In business we create false endings all the time. And I mean ALL the time. Milestones, quarterly objectives, standards, etc. We do this not just because people have a tendency to work better aiming at something but also because we suck at knowing when something has naturally reached its end.
Now. I have written about stopping, or closing down, when you start sucking and how difficult that is.
Back in 2012 I said “sucking is like quicksand. The harder you work to stop sucking the further you get sucked down into suckedness.” A fun idea to write about, but that is different than recognizing an ‘end.’ That is simply not recognizing you have given all you can and it is all downhill from there <diminishing returns>. I have written about ‘periods’, the stop punctuation, and the art of knowing when to stop. A fun idea to write about but that is different than recognizing an ‘end’ … that is simply about not recognizing when you should shut up.
This post is about knowing, and I mean really knowing. when something has reached its end. Knowing that it is time to close, close up … and move on.
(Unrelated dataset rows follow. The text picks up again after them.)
use ingesta::{
    DataType, DeadLetterEntry, DeadLetterFilter, DeadLetterQueue, IngestError,
    IngestionRequirement, Payload, RefreshMode, RefreshStatus, Stage,
};
use ingesta_mock::DynamicMockProvider;

use crate::helpers::{AAPL, MSFT, client, harness, harness_with, now, prices, test_config};

#[tokio::test]
async fn fatal_zero_row_gate_dead_letters_and_the_batch_continues() {
    let (raw, ctl) = DynamicMockProvider::new_with_controller("alpha");
    ctl.returns(DataType::PriceHistorical, AAPL, Payload::Prices(vec![]))
        .await;
    ctl.returns(DataType::PriceHistorical, MSFT, prices(MSFT, 4))
        .await;
    let h = harness(vec![client(raw, 0)]);

    let batch = h
        .manager
        .refresh_batch([AAPL, MSFT], &[DataType::PriceHistorical], RefreshMode::OnDemand, false)
        .await;

    let failed = batch.result(AAPL, DataType::PriceHistorical).unwrap();
    assert_eq!(failed.status, RefreshStatus::Failed);
    assert!(matches!(
        failed.error,
        Some(IngestError::GateFailure { ref gate, retryable: false, .. }) if gate == "ingestion"
    ));
    assert_eq!(
        ctl.call_count(DataType::PriceHistorical, AAPL).await,
        1,
        "fatal gate failures are not retried"
    );
    assert_eq!(
        batch.result(MSFT, DataType::PriceHistorical).unwrap().status,
        RefreshStatus::Success
    );

    assert_eq!(batch.dead_lettered, 1);
    let entries = h.manager.dead_letters().list(&DeadLetterFilter::default());
    assert_eq!(entries.len(), 1);
    assert_eq!(entries[0].symbol, AAPL);
    assert_eq!(entries[0].stage, Stage::Ingestion);
    assert_eq!(entries[0].attempt_count, 1);
}

#[tokio::test(start_paused = true)]
async fn short_history_is_retried_then_dead_lettered() {
    let (raw, ctl) = DynamicMockProvider::new_with_controller("alpha");
    ctl.returns(DataType::PriceHistorical, AAPL, prices(AAPL, 3))
        .await;
    let mut cfg = test_config();
    cfg.gates.ingestion.insert(
        DataType::PriceHistorical,
        IngestionRequirement {
            min_rows: 10,
            mandatory: true,
            fatal_floor: 0,
        },
    );
    let h = harness_with(vec![client(raw, 0)], cfg, None);

    let batch = h
        .manager
        .refresh_batch([AAPL], &[DataType::PriceHistorical], RefreshMode::OnDemand, false)
        .await;

    let r = batch.result(AAPL, DataType::PriceHistorical).unwrap();
    let Some(IngestError::RetriesExhausted { attempts }) = &r.error else {
        panic!("unexpected error: {:?}", r.error);
    };
    assert_eq!(attempts.len(), 3);
    assert!(attempts.iter().all(|e| matches!(
        e,
        IngestError::GateFailure { retryable: true, .. }
    )));
    assert_eq!(ctl.call_count(DataType::PriceHistorical, AAPL).await, 3);
    // Rows written on the first attempt stay; later attempts are no-ops.
    assert_eq!(h.store.table_len(DataType::PriceHistorical).await, 3);
    assert_eq!(h.manager.dead_letters().len(), 1);
}

#[tokio::test]
async fn repeated_terminal_failures_merge_into_one_entry() {
    let (raw, ctl) = DynamicMockProvider::new_with_controller("alpha");
    ctl.returns(DataType::PriceHistorical, AAPL, Payload::Prices(vec![]))
        .await;
    let h = harness(vec![client(raw, 0)]);

    for _ in 0..2 {
        h.manager
            .refresh_batch([AAPL], &[DataType::PriceHistorical], RefreshMode::OnDemand, false)
            .await;
        h.clock.advance(chrono::Duration::minutes(10));
    }

    let entries = h.manager.dead_letters().list(&DeadLetterFilter::default());
    assert_eq!(entries.len(), 1);
    assert_eq!(entries[0].attempt_count, 2);
    assert_eq!(entries[0].first_seen, now());
    assert_eq!(entries[0].last_seen, now() + chrono::Duration::minutes(10));
}

#[tokio::test]
async fn auth_only_failures_are_not_dead_lettered() {
    let (raw, ctl) = DynamicMockProvider::new_with_controller("alpha");
    ctl.fails(DataType::News, AAPL, IngestError::auth("sdk", "revoked"))
        .await;
    let h = harness(vec![client(raw, 0)]);

    let batch = h
        .manager
        .refresh_batch([AAPL], &[DataType::News], RefreshMode::OnDemand, false)
        .await;
    assert_eq!(
        batch.result(AAPL, DataType::News).unwrap().status,
        RefreshStatus::Failed
    );
    assert_eq!(ctl.call_count(DataType::News, AAPL).await, 1);
    assert!(h.manager.dead_letters().is_empty());
    assert_eq!(batch.dead_lettered, 0);
}

#[tokio::test]
async fn replay_runs_a_forced_refresh_and_keeps_the_entry() {
    let (raw, ctl) = DynamicMockProvider::new_with_controller("alpha");
    ctl.returns(DataType::PriceHistorical, AAPL, Payload::Prices(vec![]))
        .await;
    let h = harness(vec![client(raw, 0)]);
    h.manager
        .refresh_batch([AAPL], &[DataType::PriceHistorical], RefreshMode::OnDemand, false)
        .await;
    let id = h.manager.dead_letters().list(&DeadLetterFilter::default())[0].id;

    ctl.returns(DataType::PriceHistorical, AAPL, prices(AAPL, 5))
        .await;
    let replayed = h.manager.replay_dead_letter(id).await.unwrap();
    assert_eq!(
        replayed.status(DataType::PriceHistorical),
        Some(RefreshStatus::Success)
    );
    assert_eq!(replayed.results.len(), 1);

    let entry = h.manager.dead_letters().get(id).unwrap();
    assert_eq!(entry.requeue_count, 1);
    assert_eq!(entry.attempt_count, 1);

    let missing = h.manager.replay_dead_letter(id + 100).await.unwrap_err();
    assert!(matches!(missing, IngestError::NotFound { .. }));
}

#[test]
fn queue_merges_on_symbol_type_and_stage() {
    let q = DeadLetterQueue::new();
    let err = IngestError::gate("ingestion", "0 rows", false);
    let first = q.enqueue(DeadLetterEntry::new(
        AAPL,
        DataType::PriceHistorical,
        Stage::Ingestion,
        err.clone(),
        now(),
    ));
    let later = now() + chrono::Duration::hours(1);
    let again = q.enqueue(DeadLetterEntry::new(
        AAPL,
        DataType::PriceHistorical,
        Stage::Ingestion,
        IngestError::RetriesExhausted { attempts: vec![] },
        later,
    ));
    assert_eq!(first, again);
    assert_eq!(q.len(), 1);

    let merged = q.get(first).unwrap();
    assert_eq!(merged.attempt_count, 2);
    assert_eq!(merged.first_seen, now());
    assert_eq!(merged.last_seen, later);
    assert!(matches!(merged.last_error, IngestError::RetriesExhausted { .. }));

    let other_stage = q.enqueue(DeadLetterEntry::new(
        AAPL,
        DataType::PriceHistorical,
        Stage::Indicators,
        err,
        now(),
    ));
    assert_ne!(other_stage, first);
    assert_eq!(q.len(), 2);
    assert_eq!(q.list(&DeadLetterFilter::default().min_attempts(2)).len(), 1);
    assert_eq!(
        q.list(&DeadLetterFilter::default().stage(Stage::Indicators))[0].id,
        other_stage
    );
}

#[test]
fn requeue_builds_a_forced_on_demand_request() {
    let q = DeadLetterQueue::new();
    let id = q.enqueue(DeadLetterEntry::new(
        MSFT,
        DataType::News,
        Stage::Ingestion,
        IngestError::RetriesExhausted { attempts: vec![] },
        now(),
    ));

    let req = q.requeue(id).unwrap();
    assert_eq!(req.symbol, MSFT);
    assert_eq!(req.data_types.iter().copied().collect::<Vec<_>>(), vec![DataType::News]);
    assert_eq!(req.mode, RefreshMode::OnDemand);
    assert!(req.force);
    q.requeue(id).unwrap();
    assert_eq!(q.get(id).unwrap().requeue_count, 2);

    let removed = q.remove(id).unwrap();
    assert_eq!(removed.id, id);
    assert!(q.is_empty());
    assert!(q.requeue(id).is_err());
}

#[tokio::test(start_paused = true)]
async fn store_outage_is_retried_then_dead_lettered() {
    let (raw, ctl) = DynamicMockProvider::new_with_controller("alpha");
    ctl.returns(DataType::PriceHistorical, AAPL, prices(AAPL, 3))
        .await;
    let h = harness(vec![client(raw, 0)]);
    h.store.fail_table(DataType::PriceHistorical).await;

    let batch = h
        .manager
        .refresh_batch([AAPL], &[DataType::PriceHistorical], RefreshMode::OnDemand, false)
        .await;

    let r = batch.result(AAPL, DataType::PriceHistorical).unwrap();
    assert!(matches!(
        r.error,
        Some(IngestError::RetriesExhausted { ref attempts })
            if attempts.iter().all(|e| matches!(e, IngestError::Storage(_)))
    ));
    assert_eq!(ctl.call_count(DataType::PriceHistorical, AAPL).await, 3);
    assert_eq!(h.manager.dead_letters().len(), 1);
}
Uhm. This is hard. Really hard.
And, speaking for myself and how I think philosophically, I know I make it even harder. I once wrote about running through the end of project, I called it “riding to the buzzer.” Riding through things you are working on makes it a little more difficult to recognize whether you ran through a milestone or through its natural end. I say that because here is where a natural end truly becomes sneaky. 99% of the time it doesn’t appear as some brick wall or solid stop.
Sure. ‘The end’ most likely does have a stop sign around if you pay attention. More often than not any sign there is, is most likely covered up by some overgrown bushes which have never been trimmed. It seems a little strange because one would think we business people would be better at seeing ends and when to close up on something and move on. I mean, what the hell, business is strewn with milestones, objectives, deadlines and a slew of ‘people created’ ending points. Yet, most business people suck at the really important ability to know when something has reached its end.
We are not particularly good at it with regard to a company <uhm … companies actually do have life spans>.
We are not particularly good at it with regard to employee initiatives <once in place we have a nasty habit of thinking it should be an ongoing ‘organizational culture tool’ which enables consistent behavior>.
We are not particularly good at it with regard to existing products & services <what happens when there is actually something better to be offered?>.
We are not particularly good at it with regard to sales objectives <what happens when our stated audience is … uh oh … sated?>.
In fact. What we are particularly good at is getting whatever it is that we want done into a “doing” mode and then developing a whole slew of ways to nudge it down the road. I imagine if I stick with that metaphor I could suggest we suck at not seeing any stop signs because we are too focused on nudging and tweaking the engine and replacing shoes so people can keep walking down that road. But ‘being over’?
Whew. We hold on way beyond the sell date. Everyone does <me included>. It is natural.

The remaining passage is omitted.